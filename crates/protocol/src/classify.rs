//! Keyword-based task classification.
//!
//! New tasks get a priority and a set of tags derived from their title and
//! description. Matching is a case-insensitive substring search over
//! `title + " " + description`, so `"ui"` also matches inside `"build"`.
//!
//! # Priority
//!
//! | Keywords | Priority |
//! |----------|----------|
//! | `urgent`, `critical`, `bug` | `High` |
//! | `minor`, `cleanup`, `refactor` | `Low` |
//! | none of the above | `Medium` |
//!
//! The high-priority set is checked first and wins when both sets match.
//!
//! # Tags
//!
//! Tag rules are evaluated in a fixed order and each rule contributes its tag
//! at most once, so the resulting list is ordered and duplicate-free.

use serde::{Deserialize, Serialize};

use crate::task::Priority;

/// Keywords that mark a task as high priority.
const HIGH_PRIORITY_KEYWORDS: &[&str] = &["urgent", "critical", "bug"];

/// Keywords that mark a task as low priority.
const LOW_PRIORITY_KEYWORDS: &[&str] = &["minor", "cleanup", "refactor"];

/// A named tag with the keywords that trigger it.
struct TagRule {
    tag: &'static str,
    keywords: &'static [&'static str],
}

/// Tag rules in evaluation order.
const TAG_RULES: &[TagRule] = &[
    TagRule {
        tag: "frontend",
        keywords: &["frontend", "ui", "css", "html", "react", "vue", "angular"],
    },
    TagRule {
        tag: "backend",
        keywords: &["backend", "api", "server", "database", "node"],
    },
    TagRule {
        tag: "testing",
        keywords: &["test", "spec", "coverage", "qa"],
    },
    TagRule {
        tag: "security",
        keywords: &["auth", "security", "login", "jwt", "token"],
    },
    TagRule {
        tag: "performance",
        keywords: &["optimize", "performance", "speed", "cache"],
    },
    TagRule {
        tag: "bug",
        keywords: &["bug", "fix", "error", "issue"],
    },
];

/// The result of classifying a task's text.
#[derive(Debug, Clone, PartialEq, Eq, Default, Serialize, Deserialize)]
pub struct Classification {
    /// Detected priority.
    pub priority: Priority,
    /// Detected tags in rule order.
    pub tags: Vec<String>,
}

/// Classifies a task from its title and description.
///
/// Deterministic and side-effect free.
///
/// # Examples
///
/// ```
/// use devboard_protocol::{Priority, classify};
///
/// let result = classify("Fix urgent bug in login", "");
/// assert_eq!(result.priority, Priority::High);
/// assert_eq!(result.tags, vec!["security", "bug"]);
///
/// assert_eq!(classify("Minor cleanup", "").priority, Priority::Low);
/// assert_eq!(classify("Write changelog", "").priority, Priority::Medium);
/// ```
#[must_use]
pub fn classify(title: &str, description: &str) -> Classification {
    let text = format!("{title} {description}").to_lowercase();
    Classification {
        priority: detect_priority(&text),
        tags: detect_tags(&text),
    }
}

/// Detects the priority of already-lowercased text.
fn detect_priority(text: &str) -> Priority {
    if contains_any(text, HIGH_PRIORITY_KEYWORDS) {
        Priority::High
    } else if contains_any(text, LOW_PRIORITY_KEYWORDS) {
        Priority::Low
    } else {
        Priority::Medium
    }
}

/// Detects the tags of already-lowercased text.
fn detect_tags(text: &str) -> Vec<String> {
    TAG_RULES
        .iter()
        .filter(|rule| contains_any(text, rule.keywords))
        .map(|rule| rule.tag.to_string())
        .collect()
}

fn contains_any(text: &str, keywords: &[&str]) -> bool {
    keywords.iter().any(|keyword| text.contains(keyword))
}

#[cfg(test)]
mod tests {
    use super::*;

    #[test]
    fn urgent_login_bug_is_high_with_security_and_bug() {
        let result = classify("Fix urgent bug in login", "");
        assert_eq!(result.priority, Priority::High);
        assert!(result.tags.contains(&"security".to_string()));
        assert!(result.tags.contains(&"bug".to_string()));
    }

    #[test]
    fn minor_cleanup_is_low() {
        assert_eq!(classify("Minor cleanup", "").priority, Priority::Low);
    }

    #[test]
    fn refactor_alone_is_low() {
        assert_eq!(classify("Refactor module", "").priority, Priority::Low);
    }

    #[test]
    fn high_keyword_overrides_low_keyword() {
        let result = classify("Refactor module", "critical path is slow");
        assert_eq!(result.priority, Priority::High);
    }

    #[test]
    fn no_keywords_is_medium_without_tags() {
        let result = classify("Write changelog", "");
        assert_eq!(result.priority, Priority::Medium);
        assert!(result.tags.is_empty());
    }

    #[test]
    fn matching_is_case_insensitive() {
        let result = classify("URGENT", "Deploy REACT build");
        assert_eq!(result.priority, Priority::High);
        assert_eq!(result.tags, vec!["frontend"]);
    }

    #[test]
    fn description_participates_in_matching() {
        let result = classify("Sprint item", "database migration for the auth server");
        assert_eq!(result.tags, vec!["backend", "security"]);
    }

    #[test]
    fn tags_follow_rule_order() {
        let result = classify("bug in css test", "slow api login cache");
        assert_eq!(
            result.tags,
            vec![
                "frontend",
                "backend",
                "testing",
                "security",
                "performance",
                "bug"
            ]
        );
    }

    #[test]
    fn each_tag_appears_once() {
        let result = classify("bug bug fix error issue", "another bug");
        assert_eq!(result.tags, vec!["bug"]);
    }

    #[test]
    fn title_and_description_are_joined_with_space() {
        // "no" + "de" must not form "node" across the boundary.
        let result = classify("no", "de");
        assert!(result.tags.is_empty());
    }
}
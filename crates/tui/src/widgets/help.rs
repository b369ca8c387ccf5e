//! Key reference overlay, opened with `?`.

use ratatui::{
    buffer::Buffer,
    layout::Rect,
    style::{Color, Modifier, Style},
    text::{Line, Span},
    widgets::{Block, BorderType, Borders, Clear, Paragraph, Widget},
};

use crate::layout::centered_rect;

/// Key column width, including the two-space indent.
const KEY_WIDTH: usize = 15;

/// Bindings grouped by the context they apply in. An empty title starts
/// an untitled group.
const SECTIONS: &[(&str, &[(&str, &str)])] = &[
    (
        "Board",
        &[
            ("← →", "Switch column"),
            ("↑ ↓", "Select card"),
            ("n", "New task"),
            ("d / Del", "Delete selected"),
            ("Esc", "Deselect"),
        ],
    ),
    (
        "Moving cards",
        &[
            ("m", "Lift selected card"),
            ("← →", "Carry to column"),
            ("Enter / Space", "Drop here"),
            ("Esc", "Put it back"),
            ("Mouse drag", "Drag and drop"),
        ],
    ),
    (
        "New task form",
        &[
            ("Tab", "Switch field"),
            ("Enter", "Submit / new line"),
            ("Ctrl+S", "Submit"),
            ("Ctrl+U", "Clear fields"),
            ("Esc", "Close"),
        ],
    ),
    ("", &[("?", "Toggle help"), ("Ctrl+C", "Quit")]),
];

const FOOTER: &str = "Press any key to close";

/// Draws the key reference centered over `area`, sized to its content.
///
/// # Examples
///
/// ```
/// use devboard_tui::widgets::render_help_overlay;
/// use ratatui::buffer::Buffer;
/// use ratatui::layout::Rect;
///
/// let area = Rect::new(0, 0, 80, 30);
/// let mut buf = Buffer::empty(area);
/// render_help_overlay(area, &mut buf);
/// ```
pub fn render_help_overlay(area: Rect, buf: &mut Buffer) {
    let lines = help_lines();
    let width = lines.iter().map(Line::width).max().unwrap_or_default() + 4;
    let height = lines.len() + 2;
    let popup = centered_rect(
        u16::try_from(width).unwrap_or(u16::MAX),
        u16::try_from(height).unwrap_or(u16::MAX),
        area,
    );

    let accent = Style::default().fg(Color::LightYellow);
    let block = Block::default()
        .title(Span::styled(" Help ", accent.add_modifier(Modifier::BOLD)))
        .borders(Borders::ALL)
        .border_type(BorderType::Rounded)
        .border_style(accent);

    Clear.render(popup, buf);
    Paragraph::new(lines).block(block).render(popup, buf);
}

fn help_lines() -> Vec<Line<'static>> {
    let title = Style::default()
        .fg(Color::Yellow)
        .add_modifier(Modifier::BOLD);
    let key = Style::default().fg(Color::Green);

    let mut lines = Vec::new();
    for (heading, bindings) in SECTIONS {
        lines.push(Line::default());
        if !heading.is_empty() {
            lines.push(Line::styled(format!("  {heading}"), title));
        }
        lines.extend(bindings.iter().map(|(keys, action)| {
            Line::from(vec![
                Span::styled(format!("  {keys:<w$}", w = KEY_WIDTH - 2), key),
                Span::raw(*action),
            ])
        }));
    }
    lines.push(Line::default());
    lines.push(Line::styled(
        format!("  {FOOTER}"),
        Style::default()
            .fg(Color::DarkGray)
            .add_modifier(Modifier::ITALIC),
    ));
    lines
}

▶ [Task] Copy word for word the stretch of entries above from the line that has "const FOOTER: &str" through the line that has "w = KEY_WIDTH", both ends included, and nothing outside it.

▶ [Answer to the problem]
const FOOTER: &str = "Press any key to close";

/// Draws the key reference centered over `area`, sized to its content.
///
/// # Examples
///
/// ```
/// use devboard_tui::widgets::render_help_overlay;
/// use ratatui::buffer::Buffer;
/// use ratatui::layout::Rect;
///
/// let area = Rect::new(0, 0, 80, 30);
/// let mut buf = Buffer::empty(area);
/// render_help_overlay(area, &mut buf);
/// ```
pub fn render_help_overlay(area: Rect, buf: &mut Buffer) {
    let lines = help_lines();
    let width = lines.iter().map(Line::width).max().unwrap_or_default() + 4;
    let height = lines.len() + 2;
    let popup = centered_rect(
        u16::try_from(width).unwrap_or(u16::MAX),
        u16::try_from(height).unwrap_or(u16::MAX),
        area,
    );

    let accent = Style::default().fg(Color::LightYellow);
    let block = Block::default()
        .title(Span::styled(" Help ", accent.add_modifier(Modifier::BOLD)))
        .borders(Borders::ALL)
        .border_type(BorderType::Rounded)
        .border_style(accent);

    Clear.render(popup, buf);
    Paragraph::new(lines).block(block).render(popup, buf);
}

fn help_lines() -> Vec<Line<'static>> {
    let title = Style::default()
        .fg(Color::Yellow)
        .add_modifier(Modifier::BOLD);
    let key = Style::default().fg(Color::Green);

    let mut lines = Vec::new();
    for (heading, bindings) in SECTIONS {
        lines.push(Line::default());
        if !heading.is_empty() {
            lines.push(Line::styled(format!("  {heading}"), title));
        }
        lines.extend(bindings.iter().map(|(keys, action)| {
            Line::from(vec![
                Span::styled(format!("  {keys:<w$}", w = KEY_WIDTH - 2), key),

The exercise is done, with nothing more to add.